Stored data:
Content starts

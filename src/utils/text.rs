//! Small string helpers used when formatting device output.

use regex::Regex;
use serde_json::Value;

/// Length in characters of the longest string, `None` for an empty list
///
/// # Examples
/// ```
/// use libbart::utils::text::max_length;
///
/// assert_eq!(max_length(&["Gi0/1", "TenGigE0/0/0/1", "lo0"]), Some(14));
/// assert_eq!(max_length::<&str>(&[]), None);
/// ```
pub fn max_length<S: AsRef<str>>(items: &[S]) -> Option<usize> {
    items.iter().map(|s| s.as_ref().chars().count()).max()
}

/// Find the shortest run of a repeated character in `text`.
///
/// `minimal_recurring("\n", "\n\n\nabc_abc\n\nabc_abc_abc\n\n\n\n")` returns
/// `"\n\n"`. Only the last character of a multi-character `character` is
/// repeated, so `"ab"` matches `ab`, `abb`, `abbb` and so on. If nothing
/// matches, `character` itself is returned.
pub fn minimal_recurring(character: &str, text: &str) -> String {
    let Some(last) = character.chars().last() else {
        return String::new();
    };
    let head = &character[..character.len() - last.len_utf8()];

    let pattern = format!("{}(?:{})+", regex::escape(head), regex::escape(&last.to_string()));
    let runs = match Regex::new(&pattern) {
        Ok(re) => re,
        Err(err) => {
            log::warn!("Cannot build run pattern for {:?}: {}", character, err);
            return character.to_string();
        }
    };

    runs.find_iter(text)
        .map(|m| m.as_str())
        .min_by_key(|run| run.len())
        .unwrap_or(character)
        .to_string()
}

/// Check if a string holds a non-negative integer (ASCII digits only)
pub fn is_int_str(value: &str) -> bool {
    !value.is_empty() && value.chars().all(|c| c.is_ascii_digit())
}

/// Check if a value is an integer or a string of digits.
///
/// # Examples
/// ```
/// use libbart::utils::text::is_int;
/// use serde_json::json;
///
/// assert!(is_int(&json!(42)));
/// assert!(is_int(&json!("42")));
/// assert!(!is_int(&json!("4.2")));
/// assert!(!is_int(&json!(4.2)));
/// ```
pub fn is_int(value: &Value) -> bool {
    match value {
        Value::Number(n) => n.is_i64() || n.is_u64(),
        Value::String(s) => is_int_str(s),
        _ => false,
    }
}

#[cfg(test)]
mod tests {
    use super::*;
    use serde_json::json;

    #[test]
    fn test_max_length() {
        let names = vec!["a".to_string(), "abc".to_string(), "ab".to_string()];
        assert_eq!(max_length(&names), Some(3));
        assert_eq!(max_length(&["äöü", "ab"]), Some(3));
    }

    #[test]
    fn test_minimal_recurring() {
        assert_eq!(minimal_recurring("\n", "\n\n\nabc_abc\n\nabc_abc_abc\n\n\n\n"), "\n\n");
        assert_eq!(minimal_recurring("-", "a--b---c"), "--");
        assert_eq!(minimal_recurring("*", "a***b*c"), "*");
        assert_eq!(minimal_recurring("\n", "no newline"), "\n");
    }

    #[test]
    fn test_minimal_recurring_repeats_last_char_only() {
        assert_eq!(minimal_recurring("ab", "abab"), "ab");
        assert_eq!(minimal_recurring("ab", "abbb_abb"), "abb");
        assert_eq!(minimal_recurring("ab", "aaa"), "ab");
        assert_eq!(minimal_recurring("", "text"), "");
    }

    #[test]
    fn test_is_int() {
        assert!(is_int(&json!(0)));
        assert!(is_int(&json!(-7)));
        assert!(is_int(&json!("0123")));
        assert!(!is_int(&json!("")));
        assert!(!is_int(&json!("-1")));
        assert!(!is_int(&json!("12a")));
        assert!(!is_int(&json!(true)));
        assert!(!is_int(&json!(null)));
        assert!(!is_int(&json!([1])));
    }
}
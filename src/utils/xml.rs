//! XML to JSON conversion for NETCONF-style replies.
//!
//! Mapping rules:
//! - the root element becomes a single-key object
//! - attributes become `@name` keys, namespace declarations `@xmlns[:prefix]`
//! - repeated child elements are collected into an array
//! - an element holding only text becomes that string, an empty one `null`
//! - text next to attributes or children is stored under `#text`

use roxmltree::{Document, Node};
use serde_json::map::Entry;
use serde_json::{Map, Value};

use super::output::pretty;

/// NETCONF 1.0 end-of-message marker
const NETCONF_EOM: &str = "]]>]]>";

#[derive(Debug, thiserror::Error)]
pub enum XmlError {
    #[error("Failed to parse XML: {0}")]
    Parse(#[from] roxmltree::Error),

    #[error("Failed to serialize JSON: {0}")]
    Serialize(#[from] serde_json::Error),
}

/// Qualified name of an element or attribute as written in the document
fn qualified_name(node: Node, local: &str, namespace: Option<&str>) -> String {
    match namespace.and_then(|uri| node.lookup_prefix(uri)) {
        Some(prefix) if !prefix.is_empty() => format!("{}:{}", prefix, local),
        _ => local.to_string(),
    }
}

/// Namespace declarations introduced on `node` itself
fn declared_namespaces(node: Node) -> Vec<(String, String)> {
    let inherited: Vec<(Option<&str>, &str)> = node
        .parent_element()
        .map(|p| p.namespaces().map(|ns| (ns.name(), ns.uri())).collect())
        .unwrap_or_default();

    node.namespaces()
        .filter(|ns| ns.name() != Some("xml"))
        .filter(|ns| !inherited.contains(&(ns.name(), ns.uri())))
        .map(|ns| {
            let key = match ns.name() {
                Some(prefix) => format!("@xmlns:{}", prefix),
                None => "@xmlns".to_string(),
            };
            (key, ns.uri().to_string())
        })
        .collect()
}

/// Insert a child value, turning repeated keys into arrays
fn push_child(map: &mut Map<String, Value>, key: String, value: Value) {
    match map.entry(key) {
        Entry::Vacant(slot) => {
            slot.insert(value);
        }
        Entry::Occupied(mut slot) => match slot.get_mut() {
            Value::Array(items) => items.push(value),
            existing => {
                let first = existing.take();
                *existing = Value::Array(vec![first, value]);
            }
        },
    }
}

fn element_to_value(node: Node) -> Value {
    let mut map = Map::new();

    for (key, uri) in declared_namespaces(node) {
        map.insert(key, Value::String(uri));
    }
    for attr in node.attributes() {
        let name = qualified_name(node, attr.name(), attr.namespace());
        map.insert(format!("@{}", name), Value::String(attr.value().to_string()));
    }

    let mut text = String::new();
    for child in node.children() {
        if child.is_element() {
            let name = qualified_name(child, child.tag_name().name(), child.tag_name().namespace());
            push_child(&mut map, name, element_to_value(child));
        } else if child.is_text() {
            if let Some(t) = child.text() {
                text.push_str(t);
            }
        }
    }

    let text = text.trim();
    if map.is_empty() {
        return if text.is_empty() {
            Value::Null
        } else {
            Value::String(text.to_string())
        };
    }
    if !text.is_empty() {
        map.insert("#text".to_string(), Value::String(text.to_string()));
    }
    Value::Object(map)
}

/// Parse XML into a JSON value tree
pub fn xml_to_value(xml: &str) -> Result<Value, XmlError> {
    let cleaned = xml.replace(NETCONF_EOM, "");
    let doc = Document::parse(&cleaned)?;
    let root = doc.root_element();

    let name = qualified_name(root, root.tag_name().name(), root.tag_name().namespace());
    let mut top = Map::new();
    top.insert(name, element_to_value(root));
    Ok(Value::Object(top))
}

/// Convert XML to JSON text with sorted keys and `indent` spaces per level
///
/// # Examples
/// ```
/// use libbart::utils::xml::xml2json;
///
/// let json = xml2json("<vrf><name>mgmt</name></vrf>]]>]]>", 2)?;
/// assert_eq!(json, "{\n  \"vrf\": {\n    \"name\": \"mgmt\"\n  }\n}");
/// # Ok::<(), libbart::utils::xml::XmlError>(())
/// ```
pub fn xml2json(xml: &str, indent: usize) -> Result<String, XmlError> {
    let value = xml_to_value(xml)?;
    Ok(pretty(&value, indent)?)
}
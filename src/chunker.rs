//! Configuration block chunker.
//!
//! Splits a long list of configuration lines into chunks of at least `step`
//! lines without cutting a configuration block in half. A block ends on a
//! sentinel line: the block delimiter (`!` in IOS-style configs) or a blank
//! line. Chunks are produced lazily and borrow from the input.

use log::{debug, info};
use std::fs;
use std::iter::FusedIterator;
use std::path::{Path, PathBuf};

/// Default block delimiter for IOS-style configurations
pub const DEFAULT_DELIMITER: &str = "!";

/// Errors that can occur while chunking configuration text
#[derive(Debug, thiserror::Error)]
pub enum ChunkError {
    #[error("Invalid step {0}: chunk size must be at least 1 line")]
    InvalidStep(usize),

    #[error("Invalid delimiter: delimiter cannot be empty")]
    EmptyDelimiter,

    #[error("Failed to write chunk file {path}: {source}")]
    Write {
        path: String,
        #[source]
        source: std::io::Error,
    },
}

/// Strip exactly one trailing line ending (`\r\n`, `\n` or `\r`)
fn strip_line_ending(line: &str) -> &str {
    line.strip_suffix("\r\n")
        .or_else(|| line.strip_suffix('\n'))
        .or_else(|| line.strip_suffix('\r'))
        .unwrap_or(line)
}

/// Check if a line marks a safe chunk boundary.
///
/// A sentinel is the delimiter on its own or a blank line, each optionally
/// followed by a single `\n`, `\r` or `\r\n`.
///
/// # Examples
/// ```
/// use libbart::chunker::is_sentinel;
///
/// assert!(is_sentinel("!\r\n", "!"));
/// assert!(is_sentinel("\n", "!"));
/// assert!(!is_sentinel(" !\n", "!"));
/// assert!(!is_sentinel("interface Gi0/1\n", "!"));
/// ```
pub fn is_sentinel(line: &str, delimiter: &str) -> bool {
    let body = strip_line_ending(line);
    body.is_empty() || body == delimiter
}

/// Split text into lines, keeping each line's ending.
///
/// `"a\r\nb\n"` becomes `["a\r\n", "b\n"]`, the same shape a line-by-line
/// file read produces.
pub fn split_lines_inclusive(text: &str) -> Vec<&str> {
    let mut lines = Vec::new();
    let mut start = 0;
    let bytes = text.as_bytes();
    let mut i = 0;

    while i < bytes.len() {
        match bytes[i] {
            b'\n' => {
                lines.push(&text[start..=i]);
                start = i + 1;
            }
            b'\r' => {
                // Lone \r ends a line, \r\n is consumed as one ending
                if i + 1 < bytes.len() && bytes[i + 1] == b'\n' {
                    i += 1;
                }
                lines.push(&text[start..=i]);
                start = i + 1;
            }
            _ => {}
        }
        i += 1;
    }

    if start < text.len() {
        lines.push(&text[start..]);
    }
    lines
}

/// Chunker settings: target chunk size and block delimiter
#[derive(Debug, Clone, PartialEq, Eq)]
pub struct ConfigChunker {
    step: usize,
    delimiter: String,
}

impl ConfigChunker {
    /// Create a chunker producing chunks of at least `step` lines
    pub fn new(step: usize) -> Result<Self, ChunkError> {
        if step == 0 {
            return Err(ChunkError::InvalidStep(step));
        }
        Ok(Self {
            step,
            delimiter: DEFAULT_DELIMITER.to_string(),
        })
    }

    /// Use a different block delimiter
    pub fn with_delimiter(mut self, delimiter: impl Into<String>) -> Result<Self, ChunkError> {
        let delimiter = delimiter.into();
        if delimiter.is_empty() {
            return Err(ChunkError::EmptyDelimiter);
        }
        self.delimiter = delimiter;
        Ok(self)
    }

    pub fn step(&self) -> usize {
        self.step
    }

    pub fn delimiter(&self) -> &str {
        &self.delimiter
    }

    /// Lazily split `lines` into block-aligned chunks
    pub fn chunks<'a, S: AsRef<str>>(&'a self, lines: &'a [S]) -> ConfigChunks<'a, S> {
        ConfigChunks {
            lines,
            step: self.step,
            delimiter: &self.delimiter,
            start: 0,
            overflow: 0,
        }
    }
}

/// Iterator over block-aligned chunks of a line slice.
///
/// Each chunk holds at least `step` lines, except the last one, and every
/// chunk but the last ends on a sentinel line. The cursor only moves
/// forward, so a pass over `n` lines does `O(n)` work.
#[derive(Debug, Clone)]
pub struct ConfigChunks<'a, S> {
    lines: &'a [S],
    step: usize,
    delimiter: &'a str,
    start: usize,
    overflow: usize,
}

impl<'a, S: AsRef<str>> ConfigChunks<'a, S> {
    /// Lines consumed past `step` by the most recent chunk
    pub fn overflow(&self) -> usize {
        self.overflow
    }

    /// Offset of the first line of the next chunk
    pub fn position(&self) -> usize {
        self.start
    }
}

impl<'a, S: AsRef<str>> Iterator for ConfigChunks<'a, S> {
    type Item = &'a [S];

    fn next(&mut self) -> Option<Self::Item> {
        let total = self.lines.len();
        if self.start >= total {
            return None;
        }

        let start = self.start;
        let naive_end = start.saturating_add(self.step);

        // Last window: emit the remainder as-is
        if naive_end >= total {
            debug!("start={}, overflow={}, emitting final {} line(s)", start, self.overflow, total - start);
            self.overflow = 0;
            self.start = total;
            return Some(&self.lines[start..]);
        }

        let mut end = naive_end;
        while end < total && !is_sentinel(self.lines[end - 1].as_ref(), self.delimiter) {
            end += 1;
        }

        self.overflow = end - naive_end;
        self.start = end;
        debug!("start={}, overflow={}, chunk ends at line {}", start, self.overflow, end);

        Some(&self.lines[start..end])
    }

    fn size_hint(&self) -> (usize, Option<usize>) {
        let remaining = self.lines.len() - self.start;
        if remaining == 0 {
            (0, Some(0))
        } else {
            (1, Some(remaining.div_ceil(self.step)))
        }
    }
}

impl<'a, S: AsRef<str>> FusedIterator for ConfigChunks<'a, S> {}

/// Generator-style entry point with the default `!` delimiter.
///
/// # Examples
/// ```
/// use libbart::chunker::conf_range_gen;
///
/// let lines = ["a", "!", "b", "c", "!", "d"];
/// let chunks: Vec<_> = conf_range_gen(&lines, 1)?.collect();
/// assert_eq!(chunks[0], ["a", "!"]);
/// assert_eq!(chunks.concat(), lines);
/// # Ok::<(), libbart::chunker::ChunkError>(())
/// ```
pub fn conf_range_gen<S: AsRef<str>>(lines: &[S], step: usize) -> Result<ConfigChunks<'_, S>, ChunkError> {
    if step == 0 {
        return Err(ChunkError::InvalidStep(step));
    }
    Ok(ConfigChunks {
        lines,
        step,
        delimiter: DEFAULT_DELIMITER,
        start: 0,
        overflow: 0,
    })
}

/// Chunk a configuration text and write every chunk to its own file.
///
/// Files are named `{prefix}_{n:03}.txt` (1-based) inside `output_dir`,
/// which is created if missing. Returns the written paths in order.
pub fn write_chunks(
    chunker: &ConfigChunker,
    text: &str,
    output_dir: &Path,
    prefix: &str,
) -> Result<Vec<PathBuf>, ChunkError> {
    fs::create_dir_all(output_dir).map_err(|source| ChunkError::Write {
        path: output_dir.display().to_string(),
        source,
    })?;

    let lines = split_lines_inclusive(text);
    let mut written = Vec::new();

    for (index, chunk) in chunker.chunks(&lines).enumerate() {
        let path = output_dir.join(format!("{}_{:03}.txt", prefix, index + 1));
        fs::write(&path, chunk.concat()).map_err(|source| ChunkError::Write {
            path: path.display().to_string(),
            source,
        })?;
        debug!("Wrote {} line(s) to {:?}", chunk.len(), path);
        written.push(path);
    }

    info!("Split {} line(s) into {} chunk file(s) in {:?}", lines.len(), written.len(), output_dir);
    Ok(written)
}

#[cfg(test)]
mod tests {
    use super::*;
    use tempfile::TempDir;

    fn collect<'a>(lines: &'a [&'a str], step: usize) -> Vec<&'a [&'a str]> {
        conf_range_gen(lines, step).unwrap().collect()
    }

    #[test]
    fn test_sentinel_forms() {
        for line in ["!", "!\n", "!\r", "!\r\n", "", "\n", "\r", "\r\n"] {
            assert!(is_sentinel(line, "!"), "{:?} should be a sentinel", line);
        }
        for line in ["!!", " !", "! \n", "!\n\n", "interface Gi0/1", "x\n"] {
            assert!(!is_sentinel(line, "!"), "{:?} should not be a sentinel", line);
        }
    }

    #[test]
    fn test_feed_then_return_is_not_a_sentinel() {
        assert!(!is_sentinel("\n\r", "!"));
    }

    #[test]
    fn test_custom_delimiter() {
        assert!(is_sentinel("#\n", "#"));
        assert!(!is_sentinel("!\n", "#"));
    }

    #[test]
    fn test_empty_input() {
        let lines: [&str; 0] = [];
        assert!(collect(&lines, 3).is_empty());
    }

    #[test]
    fn test_step_larger_than_input() {
        let lines = ["a", "b", "c", "d", "e"];
        let chunks = collect(&lines, 10);
        assert_eq!(chunks, vec![&lines[..]]);
    }

    #[test]
    fn test_step_equal_to_input() {
        let lines = ["a", "b", "c"];
        assert_eq!(collect(&lines, 3), vec![&lines[..]]);
    }

    #[test]
    fn test_extends_to_next_sentinel() {
        let lines = ["a", "!", "b", "c", "!", "d"];
        let chunks = collect(&lines, 1);
        assert_eq!(chunks, vec![&["a", "!"][..], &["b", "c", "!"][..], &["d"][..]]);
    }

    #[test]
    fn test_single_line_chunks_on_sentinels() {
        let lines = ["!", "!", "!", "x"];
        let chunks = collect(&lines, 1);
        assert_eq!(chunks, vec![&["!"][..], &["!"][..], &["!"][..], &["x"][..]]);
    }

    #[test]
    fn test_no_sentinel_terminates() {
        let lines = ["a", "b", "c", "d", "e"];
        let chunks = collect(&lines, 2);
        assert_eq!(chunks, vec![&lines[..]]);
    }

    #[test]
    fn test_overflow_tracking() {
        let lines = ["a", "b", "c", "!", "d", "e", "f"];
        let mut iter = conf_range_gen(&lines, 2).unwrap();
        assert_eq!(iter.next().unwrap(), ["a", "b", "c", "!"]);
        assert_eq!(iter.overflow(), 2);
        assert_eq!(iter.position(), 4);
        assert_eq!(iter.next().unwrap(), ["d", "e", "f"]);
        assert_eq!(iter.overflow(), 1);
        assert!(iter.next().is_none());
        assert!(iter.next().is_none());
    }

    #[test]
    fn test_zero_step_rejected() {
        let lines = ["a"];
        assert!(matches!(conf_range_gen(&lines, 0), Err(ChunkError::InvalidStep(0))));
        assert!(matches!(ConfigChunker::new(0), Err(ChunkError::InvalidStep(0))));
    }

    #[test]
    fn test_empty_delimiter_rejected() {
        let chunker = ConfigChunker::new(2).unwrap();
        assert!(matches!(chunker.with_delimiter(""), Err(ChunkError::EmptyDelimiter)));
    }

    #[test]
    fn test_blank_lines_split_blocks() {
        let text = "router bgp 65000\n neighbor 1.1.1.1\n\ninterface lo0\n ip address 10.0.0.1\n\n";
        let lines = split_lines_inclusive(text);
        let chunker = ConfigChunker::new(1).unwrap();
        let chunks: Vec<_> = chunker.chunks(&lines).collect();
        assert_eq!(chunks.len(), 2);
        assert_eq!(chunks[0].concat(), "router bgp 65000\n neighbor 1.1.1.1\n\n");
        assert_eq!(chunks[1].concat(), "interface lo0\n ip address 10.0.0.1\n\n");
    }

    #[test]
    fn test_split_lines_inclusive() {
        assert_eq!(split_lines_inclusive("a\r\nb\nc\rd"), vec!["a\r\n", "b\n", "c\r", "d"]);
        assert_eq!(split_lines_inclusive("\n\n"), vec!["\n", "\n"]);
        assert!(split_lines_inclusive("").is_empty());
    }

    #[test]
    fn test_write_chunks() {
        let dir = TempDir::new().unwrap();
        let out = dir.path().join("chunks");
        let text = "hostname r1\n!\ninterface lo0\n shutdown\n!\nend\n";
        let chunker = ConfigChunker::new(2).unwrap();

        let paths = write_chunks(&chunker, text, &out, "r1").unwrap();

        assert_eq!(paths.len(), 3);
        assert!(paths[0].ends_with("r1_001.txt"));
        let joined: String = paths.iter().map(|p| fs::read_to_string(p).unwrap()).collect();
        assert_eq!(joined, text);
        assert_eq!(fs::read_to_string(&paths[0]).unwrap(), "hostname r1\n!\n");
        assert_eq!(fs::read_to_string(&paths[2]).unwrap(), "end\n");
    }
}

Content ends

Go through the records above. Copy each line in which the string "Check" appears.

/// Check if a string holds a non-negative integer (ASCII digits only)
/// Check if a value is an integer or a string of digits.
/// Check if a line marks a safe chunk boundary.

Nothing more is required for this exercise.